Work to be completed: Each line with the word "type" must appear in the answer, copied from the records.

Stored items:
================

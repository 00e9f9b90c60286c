use thiserror::Error;

/// Error type for the library
#[derive(Error, Debug)]
pub enum VeilchainError {
    /// The ciphertext needs more chain pixels than the cover can provide.
    #[error("message too long for image: needs {needed} chain pixels, image provides {available}")]
    Capacity { needed: usize, available: usize },

    /// AEAD or MAC machinery failed outside of an authentication check.
    #[error("cipher failure: {0}")]
    Crypto(String),

    /// The serialised key is too short, non-hex, or numerically inconsistent.
    #[error("malformed stego key: {0}")]
    KeyFormat(String),

    /// Decryption rejected the recovered ciphertext (wrong key or tampered image).
    #[error("decryption failed: wrong key or corrupted stego image")]
    Decrypt,

    /// The backward chain search ran out of unused candidates. Indicates a bug
    /// when the candidate set was sized correctly.
    #[error("no usable chain candidate left while placing ciphertext byte {index}")]
    ExhaustedCandidates { index: usize },

    /// Cooperative cancellation was requested through the cancel flag.
    #[error("operation cancelled")]
    Cancelled,
}

pub type Result<T> = std::result::Result<T, VeilchainError>;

================

Result of the task:
/// Error type for the library
pub type Result<T> = std::result::Result<T, VeilchainError>;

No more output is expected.